L’organisation de l’assainissement collectif des eaux usées

Pour chaque ville, un zonage d’assainissement définit les zones concernées par l’assainissement collectif ou à défaut, un assainissement non collectif. Ce schéma directeur est intégré au plan local d’urbanisme (PLU).

En zone d’assainissement collectif, le propriétaire d’un logement a pour obligation de raccorder son domicile au réseau de collecte des eaux usées. Charge a la commune d'assurer sa mission de service public d’assainissement :

    • mise en place du réseau

    • collecte des eaux usées

    • assainissement.

Le contrôle de la qualité des eaux propres

Les eaux propres rejetées dans le milieu naturel sont étroitement contrôlées.

Les normes en vigueur pour l’assainissement collectif sont issues de la directive européenne 91/271/CEE relative au traitement des eaux résiduaires urbaines (DERU).

Des contrôles portent à la fois sur la capacité maximale de traitement des stations et sur ses performances.

Ainsi, en 2013, les performances de 92,9 % des stations de traitement des eaux usées étaient jugées conformes.

La teneur en polluants des eaux usées et des eaux épurées est mesurée avec plusieurs indicateurs :

    • les matières en suspension (MES) minérales ou organiques mesurées en mg/L.

    • les matières organiques mesurées par différentes analyses techniques comme par exemple la "demande biochimique en oxygène"

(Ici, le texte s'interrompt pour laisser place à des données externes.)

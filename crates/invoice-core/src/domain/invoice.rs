//! 인보이스 레코드 타입.
//!
//! 분석 서브시스템이 외부 데이터 소스로부터 받는 불변 입력입니다:
//! - `InvoiceRecord` - 고객, 총액, 품목, 생성 시각을 담은 인보이스
//! - `LineItem` - 인보이스 품목

use crate::error::{InvoiceError, InvoiceResult};
use crate::types::{Amount, DecimalExt, Quantity};
use chrono::{DateTime, NaiveDate, Utc};
use serde::{Deserialize, Serialize};

/// 고객 이름이 없는 인보이스를 묶는 버킷 이름.
pub const UNKNOWN_CUSTOMER: &str = "Unknown";

/// 인보이스 품목.
#[derive(Debug, Clone, PartialEq, Serialize, Deserialize)]
#[serde(rename_all = "camelCase")]
pub struct LineItem {
    /// 상품명
    #[serde(default)]
    pub product_name: Option<String>,
    /// 수량
    #[serde(default)]
    pub quantity: Quantity,
    /// 단가
    #[serde(default)]
    pub price: Amount,
}

impl LineItem {
    /// 새 품목을 생성합니다.
    pub fn new(product_name: impl Into<String>, quantity: Quantity, price: Amount) -> Self {
        Self {
            product_name: Some(product_name.into()),
            quantity,
            price,
        }
    }

    /// 상품명을 반환합니다. 없으면 `"Unknown"`.
    pub fn product_key(&self) -> &str {
        self.product_name.as_deref().unwrap_or(UNKNOWN_CUSTOMER)
    }
}

/// 인보이스 레코드.
///
/// 사용자 범위의 스냅샷으로 한 번 조회되며 분석 중에는 변경되지 않습니다.
/// 시각은 `createdAt`을 우선 사용하고, 없으면 `date` 문자열을 해석합니다.
#[derive(Debug, Clone, PartialEq, Serialize, Deserialize)]
#[serde(rename_all = "camelCase")]
pub struct InvoiceRecord {
    /// 인보이스 ID (표시용)
    #[serde(default, skip_serializing_if = "Option::is_none")]
    pub id: Option<String>,
    /// 고객 이름
    #[serde(default)]
    pub customer_name: Option<String>,
    /// 총액
    #[serde(default)]
    pub total: Amount,
    /// 품목 목록 (순서 유지)
    #[serde(default)]
    pub items: Vec<LineItem>,
    /// 생성 시각
    #[serde(default, skip_serializing_if = "Option::is_none")]
    pub created_at: Option<DateTime<Utc>>,
    /// 명시적 날짜 (RFC 3339 또는 `YYYY-MM-DD`)
    #[serde(default, skip_serializing_if = "Option::is_none")]
    pub date: Option<String>,
}

impl InvoiceRecord {
    /// 새 인보이스를 생성합니다.
    pub fn new(customer_name: impl Into<String>, total: Amount) -> Self {
        Self {
            id: None,
            customer_name: Some(customer_name.into()),
            total,
            items: Vec::new(),
            created_at: None,
            date: None,
        }
    }

    /// ID를 설정합니다.
    pub fn with_id(mut self, id: impl Into<String>) -> Self {
        self.id = Some(id.into());
        self
    }

    /// 생성 시각을 설정합니다.
    pub fn with_created_at(mut self, created_at: DateTime<Utc>) -> Self {
        self.created_at = Some(created_at);
        self
    }

    /// 날짜 문자열을 설정합니다.
    pub fn with_date(mut self, date: impl Into<String>) -> Self {
        self.date = Some(date.into());
        self
    }

    /// 품목을 추가합니다.
    pub fn with_item(mut self, item: LineItem) -> Self {
        self.items.push(item);
        self
    }

    /// 인보이스 시각을 해석합니다.
    ///
    /// 날짜 필드가 없거나 해석할 수 없으면 `None`을 반환하며,
    /// 이 경우 시계열 처리 대상에서 제외됩니다.
    pub fn timestamp(&self) -> Option<DateTime<Utc>> {
        if let Some(created_at) = self.created_at {
            return Some(created_at);
        }

        let raw = self.date.as_deref()?.trim();
        if let Ok(parsed) = DateTime::parse_from_rfc3339(raw) {
            return Some(parsed.with_timezone(&Utc));
        }

        NaiveDate::parse_from_str(raw, "%Y-%m-%d")
            .ok()
            .and_then(|d| d.and_hms_opt(0, 0, 0))
            .map(|dt| dt.and_utc())
    }

    /// 고객 그룹 키를 반환합니다 (대소문자 구분, 없으면 `"Unknown"`).
    pub fn customer_key(&self) -> &str {
        self.customer_name.as_deref().unwrap_or(UNKNOWN_CUSTOMER)
    }

    /// 품목 수를 반환합니다.
    pub fn item_count(&self) -> usize {
        self.items.len()
    }

    /// 품목당 평균 금액 (총액 / 품목 수). 품목이 없으면 0.
    pub fn avg_item_price(&self) -> f64 {
        let count = self.item_count();
        if count == 0 {
            0.0
        } else {
            self.total.to_f64_lossy() / count as f64
        }
    }

    /// 가장 비싼 품목 단가. 품목이 없으면 0.
    pub fn max_item_price(&self) -> f64 {
        self.items
            .iter()
            .map(|item| item.price.to_f64_lossy())
            .fold(0.0, f64::max)
    }

    /// 입력 불변식을 검증합니다.
    pub fn validate(&self) -> InvoiceResult<()> {
        if !self.total.is_non_negative() {
            return Err(InvoiceError::InvalidInput(format!(
                "invoice total must be non-negative, got {}",
                self.total
            )));
        }
        Ok(())
    }
}

#[cfg(test)]
mod tests {
    use super::*;
    use chrono::{Datelike, TimeZone, Timelike};
    use rust_decimal_macros::dec;

    #[test]
    fn test_timestamp_prefers_created_at() {
        let created = Utc.with_ymd_and_hms(2024, 3, 5, 10, 0, 0).unwrap();
        let invoice = InvoiceRecord::new("Acme", dec!(100))
            .with_created_at(created)
            .with_date("2020-01-01");

        assert_eq!(invoice.timestamp(), Some(created));
    }

    #[test]
    fn test_timestamp_from_date_string() {
        let invoice = InvoiceRecord::new("Acme", dec!(100)).with_date("2024-02-29");
        let ts = invoice.timestamp().unwrap();
        assert_eq!((ts.year(), ts.month(), ts.day()), (2024, 2, 29));

        let invoice = InvoiceRecord::new("Acme", dec!(100)).with_date("2024-02-29T12:30:00+09:00");
        assert_eq!(invoice.timestamp().unwrap().hour(), 3);
    }

    #[test]
    fn test_timestamp_missing_or_invalid() {
        assert!(InvoiceRecord::new("Acme", dec!(1)).timestamp().is_none());
        assert!(InvoiceRecord::new("Acme", dec!(1))
            .with_date("yesterday")
            .timestamp()
            .is_none());
    }

    #[test]
    fn test_item_derived_values() {
        let invoice = InvoiceRecord::new("Acme", dec!(300))
            .with_item(LineItem::new("A", dec!(1), dec!(50)))
            .with_item(LineItem::new("B", dec!(2), dec!(125)));

        assert_eq!(invoice.item_count(), 2);
        assert_eq!(invoice.avg_item_price(), 150.0);
        assert_eq!(invoice.max_item_price(), 125.0);

        let empty = InvoiceRecord::new("Acme", dec!(300));
        assert_eq!(empty.avg_item_price(), 0.0);
        assert_eq!(empty.max_item_price(), 0.0);
    }

    #[test]
    fn test_customer_key_sentinel() {
        let mut invoice = InvoiceRecord::new("acme", dec!(1));
        assert_eq!(invoice.customer_key(), "acme");
        invoice.customer_name = None;
        assert_eq!(invoice.customer_key(), UNKNOWN_CUSTOMER);
    }

    #[test]
    fn test_deserialize_camel_case() {
        let json = r#"{
            "customerName": "Acme",
            "total": 250.5,
            "items": [{"productName": "Widget", "quantity": 2, "price": 125.25}],
            "date": "2024-01-15"
        }"#;
        let invoice: InvoiceRecord = serde_json::from_str(json).unwrap();

        assert_eq!(invoice.customer_key(), "Acme");
        assert_eq!(invoice.total, dec!(250.5));
        assert_eq!(invoice.items[0].product_key(), "Widget");
        assert!(invoice.timestamp().is_some());
    }

    #[test]
    fn test_validate_negative_total() {
        assert!(InvoiceRecord::new("Acme", dec!(-1)).validate().is_err());
        assert!(InvoiceRecord::new("Acme", dec!(0)).validate().is_ok());
    }
}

    • l’azote et le phosphore mesuré en mg/L

    • les contaminants biologiques en nombre/mL

    • etc.

Qu'est-ce que l’Equivalent Habitant (E.H ) ?

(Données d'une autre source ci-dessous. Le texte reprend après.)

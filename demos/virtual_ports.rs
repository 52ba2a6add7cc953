//! Expose a virtual MIDI input/output pair and echo everything received.
//!
//! Run with: cargo run --example virtual_ports
//! Then connect a sequencer or keyboard to "Sonora Echo".

#[cfg(not(target_os = "windows"))]
fn main() -> sonora::Result<()> {
    use sonora::prelude::*;
    use std::time::Duration;

    tracing_subscriber::fmt::init();

    let (handler, inbound) = message_channel(1024);
    let ports = VirtualPortManager::builder(Arc::new(MidirHost::new()?))
        .client_name("Sonora Echo")
        .handler(handler)
        .build()?;

    let (input, output) = ports.create_virtual_ports(UniqueId::DEFAULT_INPUT, None)?;
    println!("Virtual input {input}, virtual output {output}. Ctrl-C to quit.");

    loop {
        match inbound.recv_timeout(Duration::from_secs(1)) {
            Ok(message) => {
                println!("{}: {:?}", message.source, message.message);
                ports.send(&message.message)?;
            }
            Err(_) => continue,
        }
    }
}

#[cfg(target_os = "windows")]
fn main() {
    eprintln!("Virtual MIDI ports are not available on Windows");
}
//! Endpoint handles, identities and host status codes.

use serde::{Deserialize, Serialize};
use std::fmt;

/// Opaque handle to a source or destination in the host's MIDI namespace.
///
/// `EndpointRef::NONE` means "not created".
#[derive(Debug, Clone, Copy, PartialEq, Eq, Hash, Default)]
pub struct EndpointRef(pub u32);

impl EndpointRef {
    pub const NONE: EndpointRef = EndpointRef(0);

    #[inline]
    pub fn is_none(&self) -> bool {
        *self == Self::NONE
    }

    #[inline]
    pub fn is_some(&self) -> bool {
        !self.is_none()
    }
}

impl fmt::Display for EndpointRef {
    fn fmt(&self, f: &mut fmt::Formatter<'_>) -> fmt::Result {
        write!(f, "#{}", self.0)
    }
}

/// Opaque handle to a client registered with the host MIDI service.
#[derive(Debug, Clone, Copy, PartialEq, Eq, Hash)]
pub struct ClientRef(pub u32);

/// Persistent 32-bit identifier attached to an endpoint.
#[derive(Debug, Clone, Copy, PartialEq, Eq, Hash, PartialOrd, Ord, Serialize, Deserialize)]
#[serde(transparent)]
pub struct UniqueId(pub i32);

impl UniqueId {
    /// Default identity of the single virtual input.
    pub const DEFAULT_INPUT: UniqueId = UniqueId(2_000_000);
    /// Default identity of the single virtual output.
    pub const DEFAULT_OUTPUT: UniqueId = UniqueId(2_000_001);

    #[inline]
    pub fn get(self) -> i32 {
        self.0
    }
}

impl From<i32> for UniqueId {
    fn from(value: i32) -> Self {
        UniqueId(value)
    }
}

impl fmt::Display for UniqueId {
    fn fmt(&self, f: &mut fmt::Formatter<'_>) -> fmt::Result {
        write!(f, "{}", self.0)
    }
}

#[derive(Debug, Clone, Copy, PartialEq, Eq, Hash)]
pub enum PortDirection {
    /// Destination endpoint: other applications send to it, we receive.
    Input,
    /// Source endpoint: we send, other applications receive.
    Output,
}

impl fmt::Display for PortDirection {
    fn fmt(&self, f: &mut fmt::Formatter<'_>) -> fmt::Result {
        match self {
            PortDirection::Input => f.write_str("input"),
            PortDirection::Output => f.write_str("output"),
        }
    }
}

#[derive(Debug, Clone, PartialEq, Eq, Hash)]
pub struct PortIdentity {
    pub unique_id: UniqueId,
    pub name: String,
}

impl PortIdentity {
    pub fn new(unique_id: UniqueId, name: impl Into<String>) -> Self {
        Self {
            unique_id,
            name: name.into(),
        }
    }
}

/// Status code returned by the host MIDI service. `NO_ERR` is success.
///
/// Named codes follow the CoreMIDI numbering so logs read the same on every
/// backend.
#[derive(Debug, Clone, Copy, PartialEq, Eq, Hash)]
pub struct HostStatus(pub i32);

impl HostStatus {
    pub const NO_ERR: HostStatus = HostStatus(0);
    pub const INVALID_CLIENT: HostStatus = HostStatus(-10830);
    pub const INVALID_PORT: HostStatus = HostStatus(-10831);
    pub const WRONG_ENDPOINT_TYPE: HostStatus = HostStatus(-10832);
    pub const UNKNOWN_ENDPOINT: HostStatus = HostStatus(-10834);
    pub const MESSAGE_SEND_ERR: HostStatus = HostStatus(-10838);
    pub const SERVER_START_ERR: HostStatus = HostStatus(-10839);
    pub const OBJECT_NOT_FOUND: HostStatus = HostStatus(-10842);
    pub const ID_NOT_UNIQUE: HostStatus = HostStatus(-10843);
    pub const NOT_PERMITTED: HostStatus = HostStatus(-10844);

    #[inline]
    pub fn is_ok(self) -> bool {
        self == Self::NO_ERR
    }

    /// Escalate a raw status: anything other than `NO_ERR` is an error.
    #[inline]
    pub fn check(self) -> Result<(), HostStatus> {
        if self.is_ok() {
            Ok(())
        } else {
            Err(self)
        }
    }
}

impl fmt::Display for HostStatus {
    fn fmt(&self, f: &mut fmt::Formatter<'_>) -> fmt::Result {
        write!(f, "{}", self.0)
    }
}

Cet indicateur exprime la charge polluante contenue dans 180 litres d’eau usée soit en moyenne l'équivalent des rejets d’un habitant et pour un jour.

Un Équivalent Habitant correspond à :

    • 60g de D.B.O5

    • 135g de D.C.O

    • 9,9g d’azote

    • 3,5g de phosphore.

Cette unité permet  de  déterminer le dimensionnement des stations d'épuration selon la taille des agglomérations.